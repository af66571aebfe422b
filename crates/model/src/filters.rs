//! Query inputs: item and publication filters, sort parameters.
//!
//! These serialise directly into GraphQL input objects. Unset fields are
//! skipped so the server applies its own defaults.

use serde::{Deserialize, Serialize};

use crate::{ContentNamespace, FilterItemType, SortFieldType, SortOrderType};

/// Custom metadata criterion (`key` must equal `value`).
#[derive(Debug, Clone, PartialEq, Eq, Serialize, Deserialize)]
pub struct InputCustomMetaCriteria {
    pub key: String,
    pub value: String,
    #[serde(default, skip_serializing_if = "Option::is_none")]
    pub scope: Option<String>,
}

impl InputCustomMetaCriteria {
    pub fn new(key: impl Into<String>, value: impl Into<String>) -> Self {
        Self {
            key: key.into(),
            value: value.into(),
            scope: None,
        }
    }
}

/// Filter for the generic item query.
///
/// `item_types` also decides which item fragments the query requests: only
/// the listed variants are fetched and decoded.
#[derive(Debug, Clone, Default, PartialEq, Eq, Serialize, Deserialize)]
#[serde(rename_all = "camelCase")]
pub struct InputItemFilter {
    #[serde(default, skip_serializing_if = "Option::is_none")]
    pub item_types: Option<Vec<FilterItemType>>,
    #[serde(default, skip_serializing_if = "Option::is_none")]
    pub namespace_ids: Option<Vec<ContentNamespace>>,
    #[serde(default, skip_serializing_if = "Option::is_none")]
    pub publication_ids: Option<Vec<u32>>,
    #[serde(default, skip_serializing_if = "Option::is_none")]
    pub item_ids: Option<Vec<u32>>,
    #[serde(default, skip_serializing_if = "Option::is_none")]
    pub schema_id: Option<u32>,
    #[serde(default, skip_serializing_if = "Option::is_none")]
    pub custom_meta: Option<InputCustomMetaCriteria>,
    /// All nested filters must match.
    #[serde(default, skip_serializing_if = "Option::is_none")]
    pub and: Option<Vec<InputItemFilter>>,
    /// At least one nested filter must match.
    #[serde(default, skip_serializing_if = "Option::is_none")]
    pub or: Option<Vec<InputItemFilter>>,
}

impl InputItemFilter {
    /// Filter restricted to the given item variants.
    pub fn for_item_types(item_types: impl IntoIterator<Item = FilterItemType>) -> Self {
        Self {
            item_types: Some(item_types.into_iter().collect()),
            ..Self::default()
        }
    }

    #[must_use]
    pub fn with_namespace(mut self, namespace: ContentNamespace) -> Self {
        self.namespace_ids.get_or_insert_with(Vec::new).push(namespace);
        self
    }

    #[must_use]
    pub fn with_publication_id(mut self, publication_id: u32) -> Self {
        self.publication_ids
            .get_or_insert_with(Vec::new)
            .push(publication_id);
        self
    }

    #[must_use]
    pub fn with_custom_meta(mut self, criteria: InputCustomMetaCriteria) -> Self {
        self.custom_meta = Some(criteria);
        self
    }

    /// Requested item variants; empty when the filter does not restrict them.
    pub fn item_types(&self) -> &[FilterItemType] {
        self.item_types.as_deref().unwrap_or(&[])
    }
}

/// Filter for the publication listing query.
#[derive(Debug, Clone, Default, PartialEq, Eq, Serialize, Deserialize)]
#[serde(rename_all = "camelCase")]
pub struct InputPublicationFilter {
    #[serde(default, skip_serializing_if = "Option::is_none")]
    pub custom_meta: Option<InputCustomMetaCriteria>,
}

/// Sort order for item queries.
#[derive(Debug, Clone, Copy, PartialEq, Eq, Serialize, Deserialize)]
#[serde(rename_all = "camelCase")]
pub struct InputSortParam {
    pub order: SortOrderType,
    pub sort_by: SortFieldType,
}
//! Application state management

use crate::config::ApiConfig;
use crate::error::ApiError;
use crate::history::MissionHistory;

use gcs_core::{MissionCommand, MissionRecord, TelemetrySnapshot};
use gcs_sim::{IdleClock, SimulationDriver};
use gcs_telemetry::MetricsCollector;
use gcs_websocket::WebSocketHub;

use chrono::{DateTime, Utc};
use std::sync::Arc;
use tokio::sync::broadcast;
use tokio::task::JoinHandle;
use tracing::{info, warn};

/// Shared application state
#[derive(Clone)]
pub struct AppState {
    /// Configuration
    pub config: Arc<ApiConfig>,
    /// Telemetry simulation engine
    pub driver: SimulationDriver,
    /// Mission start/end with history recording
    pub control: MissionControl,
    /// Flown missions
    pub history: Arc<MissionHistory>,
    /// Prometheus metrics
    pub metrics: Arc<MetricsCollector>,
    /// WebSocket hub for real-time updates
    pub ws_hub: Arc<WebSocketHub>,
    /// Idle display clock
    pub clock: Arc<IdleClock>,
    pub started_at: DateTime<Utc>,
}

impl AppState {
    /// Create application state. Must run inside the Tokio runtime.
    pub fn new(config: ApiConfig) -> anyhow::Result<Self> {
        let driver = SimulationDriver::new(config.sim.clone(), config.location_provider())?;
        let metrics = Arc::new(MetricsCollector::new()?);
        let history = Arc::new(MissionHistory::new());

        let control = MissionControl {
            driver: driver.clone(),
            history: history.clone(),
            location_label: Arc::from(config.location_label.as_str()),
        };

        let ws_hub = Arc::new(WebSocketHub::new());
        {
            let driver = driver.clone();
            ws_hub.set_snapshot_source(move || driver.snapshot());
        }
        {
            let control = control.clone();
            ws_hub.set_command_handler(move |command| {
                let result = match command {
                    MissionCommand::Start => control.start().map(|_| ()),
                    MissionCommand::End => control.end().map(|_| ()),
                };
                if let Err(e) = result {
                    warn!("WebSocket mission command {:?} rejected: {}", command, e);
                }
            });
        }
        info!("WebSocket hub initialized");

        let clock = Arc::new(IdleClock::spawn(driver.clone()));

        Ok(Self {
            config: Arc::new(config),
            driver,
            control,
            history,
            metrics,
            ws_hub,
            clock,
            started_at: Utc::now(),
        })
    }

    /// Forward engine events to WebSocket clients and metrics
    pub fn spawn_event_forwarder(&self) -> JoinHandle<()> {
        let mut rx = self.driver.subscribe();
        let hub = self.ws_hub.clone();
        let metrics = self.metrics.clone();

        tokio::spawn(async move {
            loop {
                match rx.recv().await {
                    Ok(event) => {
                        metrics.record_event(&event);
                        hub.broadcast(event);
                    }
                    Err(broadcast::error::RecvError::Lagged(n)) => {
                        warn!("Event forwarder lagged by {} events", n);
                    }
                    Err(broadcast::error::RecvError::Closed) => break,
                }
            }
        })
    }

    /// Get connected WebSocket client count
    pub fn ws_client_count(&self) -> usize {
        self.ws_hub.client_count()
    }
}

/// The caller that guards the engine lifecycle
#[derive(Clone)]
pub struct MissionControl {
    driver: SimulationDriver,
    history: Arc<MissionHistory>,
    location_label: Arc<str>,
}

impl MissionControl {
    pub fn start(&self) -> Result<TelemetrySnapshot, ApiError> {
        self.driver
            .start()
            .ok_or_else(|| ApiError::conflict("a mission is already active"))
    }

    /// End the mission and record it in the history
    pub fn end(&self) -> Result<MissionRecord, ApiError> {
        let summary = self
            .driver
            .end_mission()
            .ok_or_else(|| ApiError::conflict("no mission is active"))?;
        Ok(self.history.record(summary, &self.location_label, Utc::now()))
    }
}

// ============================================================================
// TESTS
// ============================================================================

Problem requirements: Scan the records above for the string "RecvError", and copy every line where it turns up.

Answer area:
                    Err(broadcast::error::RecvError::Lagged(n)) => {
                    Err(broadcast::error::RecvError::Closed) => break,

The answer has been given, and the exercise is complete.